[Recorded data]
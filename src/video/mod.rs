//! Video file and stream playback through the `ffmpeg` command-line tool.
//!
//! A worker process decodes to raw RGBA on a pipe; [`VideoPlayer`] paces the
//! decoded frames against wall-clock time and loops at end of stream.
//! YouTube and Twitch URLs are resolved to a direct stream first through
//! `yt-dlp` and `streamlink`.

use crate::frame::{PixelFormat, VideoFrame};
use crate::media::FrameSource;
use anyhow::{anyhow, Context, Result};
use std::io::Read;
use std::process::{Child, Command, Stdio};
use std::sync::atomic::{AtomicBool, Ordering};
use std::sync::mpsc::{self, Receiver, SyncSender, TryRecvError};
use std::sync::Arc;
use std::thread::{self, JoinHandle};
use std::time::{Duration, Instant};
use tracing::{error, info, warn};
use url::Url;

#[derive(Debug, Clone, Copy, PartialEq, Eq)]
enum StreamingPlatform {
    YouTube,
    Twitch,
}

fn detect_streaming_platform(input: &str) -> Option<StreamingPlatform> {
    let parsed = Url::parse(input).ok()?;
    let host = parsed.host_str()?;
    match host.strip_prefix("www.").unwrap_or(host) {
        "youtube.com" | "youtu.be" => Some(StreamingPlatform::YouTube),
        "twitch.tv" => Some(StreamingPlatform::Twitch),
        _ => None,
    }
}

/// Runs a resolver tool and returns the first line it prints.
fn first_output_line(program: &str, args: &[&str]) -> Result<String> {
    let output = Command::new(program)
        .args(args)
        .output()
        .with_context(|| format!("Failed to run {}", program))?;
    if !output.status.success() {
        return Err(anyhow!("{} failed: {}", program, String::from_utf8_lossy(&output.stderr)));
    }
    String::from_utf8(output.stdout)?
        .lines()
        .next()
        .map(|line| line.trim().to_string())
        .ok_or_else(|| anyhow!("{} returned no URL", program))
}

/// Turns a page URL of a known platform into a URL ffmpeg can read.
fn resolve_input(input: &str) -> Result<String> {
    match detect_streaming_platform(input) {
        Some(StreamingPlatform::YouTube) => {
            info!("Resolving YouTube stream via yt-dlp");
            first_output_line(
                "yt-dlp",
                &["-g", "-f", "bestvideo[height<=1080][vcodec^=avc1]/bestvideo[height<=1080]/best", input],
            )
        }
        Some(StreamingPlatform::Twitch) => {
            info!("Resolving Twitch stream via streamlink");
            first_output_line("streamlink", &["--stream-url", input, "best"])
        }
        None => Ok(input.to_string()),
    }
}

/// Stream properties reported by ffprobe.
#[derive(Debug, Clone, Copy, PartialEq)]
struct StreamInfo {
    width: u32,
    height: u32,
    duration: Option<f32>,
    fps: f32,
}

fn parse_fps(s: &str) -> Option<f32> {
    match s.split_once('/') {
        Some((num, den)) => {
            let num: f32 = num.parse().ok()?;
            let den: f32 = den.parse().ok()?;
            (den != 0.0).then(|| num / den)
        }
        None => s.parse().ok(),
    }
}

/// Parses `width,height,<duration|rate>,<rate|duration>` as printed by
/// `ffprobe -of csv=p=0`. Rates are the fields containing a slash.
fn parse_stream_info(csv: &str) -> Result<StreamInfo> {
    let parts: Vec<&str> = csv.trim().split(',').map(str::trim).collect();
    if parts.len() < 2 {
        return Err(anyhow!("Invalid ffprobe output: {:?}", csv));
    }
    let width = parts[0].parse().context("Invalid stream width")?;
    let height = parts[1].parse().context("Invalid stream height")?;

    let mut duration = None;
    let mut fps = None;
    for field in &parts[2..] {
        if field.contains('/') {
            fps = fps.or_else(|| parse_fps(field));
        } else if let Ok(seconds) = field.parse::<f32>() {
            duration = duration.or(Some(seconds));
        }
    }

    Ok(StreamInfo {
        width,
        height,
        duration,
        fps: fps.filter(|f| *f > 0.0).unwrap_or(30.0),
    })
}

fn stream_info(input: &str) -> Result<StreamInfo> {
    let output = Command::new("ffprobe")
        .args([
            "-v",
            "error",
            "-select_streams",
            "v:0",
            "-show_entries",
            "stream=width,height,duration,r_frame_rate",
            "-of",
            "csv=p=0",
            input,
        ])
        .output()
        .context("Failed to run ffprobe")?;
    if !output.status.success() {
        return Err(anyhow!("ffprobe failed: {}", String::from_utf8_lossy(&output.stderr)));
    }
    parse_stream_info(&String::from_utf8(output.stdout)?)
}

fn spawn_ffmpeg(input: &str) -> Result<Child> {
    let mut args: Vec<&str> = Vec::new();
    if input.starts_with("http://") || input.starts_with("https://") {
        args.extend_from_slice(&[
            "-reconnect",
            "1",
            "-reconnect_streamed",
            "1",
            "-reconnect_delay_max",
            "5",
            "-thread_queue_size",
            "512",
        ]);
    }
    args.extend_from_slice(&["-i", input, "-f", "image2pipe", "-pix_fmt", "rgba", "-vcodec", "rawvideo", "-"]);

    Command::new("ffmpeg")
        .args(&args)
        .stdout(Stdio::piped())
        .stderr(Stdio::piped())
        .spawn()
        .context("Failed to spawn ffmpeg")
}

/// Forwards ffmpeg's error lines to the log.
fn log_stderr(mut stderr: impl Read + Send + 'static) {
    thread::spawn(move || {
        let mut buf = [0u8; 1024];
        while let Ok(n) = stderr.read(&mut buf) {
            if n == 0 {
                break;
            }
            for line in String::from_utf8_lossy(&buf[..n]).lines() {
                if line.contains("rror") || line.contains("failed") {
                    error!("ffmpeg: {}", line);
                }
            }
        }
    });
}

/// Decodes `input` forever, restarting ffmpeg at end of stream.
fn decode_loop(input: String, info: StreamInfo, tx: SyncSender<VideoFrame>, stop: Arc<AtomicBool>) {
    let frame_size = info.width as usize * info.height as usize * 4;
    let frame_us = (1_000_000.0 / info.fps) as u64;
    let mut offset_us = 0;

    while !stop.load(Ordering::Relaxed) {
        let mut child = match spawn_ffmpeg(&input) {
            Ok(child) => child,
            Err(e) => {
                error!("{:#}", e);
                thread::sleep(Duration::from_secs(1));
                continue;
            }
        };
        if let Some(stderr) = child.stderr.take() {
            log_stderr(stderr);
        }
        let Some(mut stdout) = child.stdout.take() else {
            let _ = child.kill();
            return;
        };

        let mut frames = 0u64;
        loop {
            if stop.load(Ordering::Relaxed) {
                let _ = child.kill();
                return;
            }
            let mut data = vec![0u8; frame_size];
            if let Err(e) = stdout.read_exact(&mut data) {
                if e.kind() != std::io::ErrorKind::UnexpectedEof {
                    warn!("Error reading from ffmpeg: {}", e);
                }
                break;
            }

            let mut frame = VideoFrame::from_data(info.width, info.height, PixelFormat::Rgba, data);
            frame.timestamp_us = Some(offset_us + frames * frame_us);
            frames += 1;
            // bounded channel: blocks while the player is ahead
            if tx.send(frame).is_err() {
                let _ = child.kill();
                return;
            }
        }

        let _ = child.wait();
        offset_us += frames * frame_us;
        if frames == 0 {
            thread::sleep(Duration::from_secs(1));
        }
        info!("Video loop restarting");
    }
}

/// A video file or stream decoded in the background and presented in real time.
pub struct VideoPlayer {
    frames: Receiver<VideoFrame>,
    current: Option<VideoFrame>,
    next: Option<VideoFrame>,
    started: Option<Instant>,
    pub width: u32,
    pub height: u32,
    pub duration: Option<f32>,
    pub fps: f32,
    stop: Arc<AtomicBool>,
    worker: Option<JoinHandle<()>>,
}

impl VideoPlayer {
    /// Opens `input` (a path or URL) and starts decoding.
    pub fn open(input: &str) -> Result<Self> {
        let resolved = resolve_input(input)?;
        let stream = stream_info(&resolved)?;
        info!(
            "Video {}: {}x{}, {:.1} fps, duration {:?}",
            input, stream.width, stream.height, stream.fps, stream.duration
        );

        let (tx, frames) = mpsc::sync_channel(5);
        let stop = Arc::new(AtomicBool::new(false));
        let worker_stop = Arc::clone(&stop);
        let worker = thread::Builder::new()
            .name("vgl-video".to_string())
            .spawn(move || decode_loop(resolved, stream, tx, worker_stop))?;

        Ok(Self::from_receiver(frames, stream, stop, Some(worker)))
    }

    fn from_receiver(
        frames: Receiver<VideoFrame>,
        stream: StreamInfo,
        stop: Arc<AtomicBool>,
        worker: Option<JoinHandle<()>>,
    ) -> Self {
        Self {
            frames,
            current: None,
            next: None,
            started: None,
            width: stream.width,
            height: stream.height,
            duration: stream.duration,
            fps: stream.fps,
            stop,
            worker,
        }
    }

    /// Advances to the newest frame due at `elapsed` since playback start,
    /// dropping frames when decoding is behind.
    fn advance(&mut self, elapsed: Duration) {
        let now_us = elapsed.as_micros() as u64;
        let due = |frame: &VideoFrame| frame.timestamp_us.unwrap_or(0) <= now_us;

        if let Some(next) = self.next.take() {
            if !due(&next) {
                self.next = Some(next);
                return;
            }
            self.current = Some(next);
        }
        loop {
            match self.frames.try_recv() {
                Ok(frame) if due(&frame) => self.current = Some(frame),
                Ok(frame) => {
                    self.next = Some(frame);
                    break;
                }
                Err(TryRecvError::Empty) | Err(TryRecvError::Disconnected) => break,
            }
        }
    }
}

impl FrameSource for VideoPlayer {
    fn has_current_data(&mut self) -> bool {
        let started = *self.started.get_or_insert_with(Instant::now);
        self.advance(started.elapsed());
        self.current.is_some()
    }

    fn current_frame(&mut self) -> Option<&VideoFrame> {
        self.current.as_ref()
    }
}

impl Drop for VideoPlayer {
    fn drop(&mut self) {
        self.stop.store(true, Ordering::Relaxed);
        // free a decoder blocked on the full channel
        while self.frames.try_recv().is_ok() {}
        if let Some(worker) = self.worker.take() {
            let _ = worker.join();
        }
    }
}

#[cfg(test)]
mod tests {
    use super::*;

    fn stream() -> StreamInfo {
        StreamInfo {
            width: 2,
            height: 2,
            duration: None,
            fps: 10.0,
        }
    }

    fn frame(timestamp_us: u64) -> VideoFrame {
        let mut frame = VideoFrame::new(2, 2, PixelFormat::Rgba);
        frame.timestamp_us = Some(timestamp_us);
        frame
    }

    #[test]
    fn test_detects_streaming_platforms() {
        assert_eq!(
            detect_streaming_platform("https://www.youtube.com/watch?v=abc"),
            Some(StreamingPlatform::YouTube)
        );
        assert_eq!(detect_streaming_platform("https://twitch.tv/foo"), Some(StreamingPlatform::Twitch));
        assert_eq!(detect_streaming_platform("clip.mp4"), None);
        assert_eq!(detect_streaming_platform("https://example.com/a.mp4"), None);
    }

    #[test]
    fn test_parses_stream_fields_in_any_order() {
        let info = parse_stream_info("1920,1080,12.5,30000/1001\n").unwrap();
        assert_eq!((info.width, info.height), (1920, 1080));
        assert_eq!(info.duration, Some(12.5));
        assert!((info.fps - 29.97).abs() < 0.01);

        let info = parse_stream_info("640,360,25/1,N/A").unwrap();
        assert_eq!(info.duration, None);
        assert_eq!(info.fps, 25.0);

        assert!(parse_stream_info("garbage").is_err());
    }

    #[test]
    fn test_frames_are_paced_by_timestamp() {
        let (tx, rx) = mpsc::sync_channel(5);
        for ts in [0, 100_000, 200_000] {
            tx.send(frame(ts)).unwrap();
        }
        let mut player = VideoPlayer::from_receiver(rx, stream(), Arc::new(AtomicBool::new(false)), None);

        player.advance(Duration::from_millis(50));
        assert_eq!(player.current.as_ref().and_then(|f| f.timestamp_us), Some(0));

        player.advance(Duration::from_millis(250));
        assert_eq!(player.current.as_ref().and_then(|f| f.timestamp_us), Some(200_000));
    }

    #[test]
    fn test_not_ready_before_first_frame() {
        let (_tx, rx) = mpsc::sync_channel(1);
        let mut player = VideoPlayer::from_receiver(rx, stream(), Arc::new(AtomicBool::new(false)), None);
        assert!(!player.has_current_data());
        assert!(player.current_frame().is_none());
    }
}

> **Task objective**: Say how many lines of the entries above include the string "parsed", giving the number and nothing else.

> **Expected output**: 2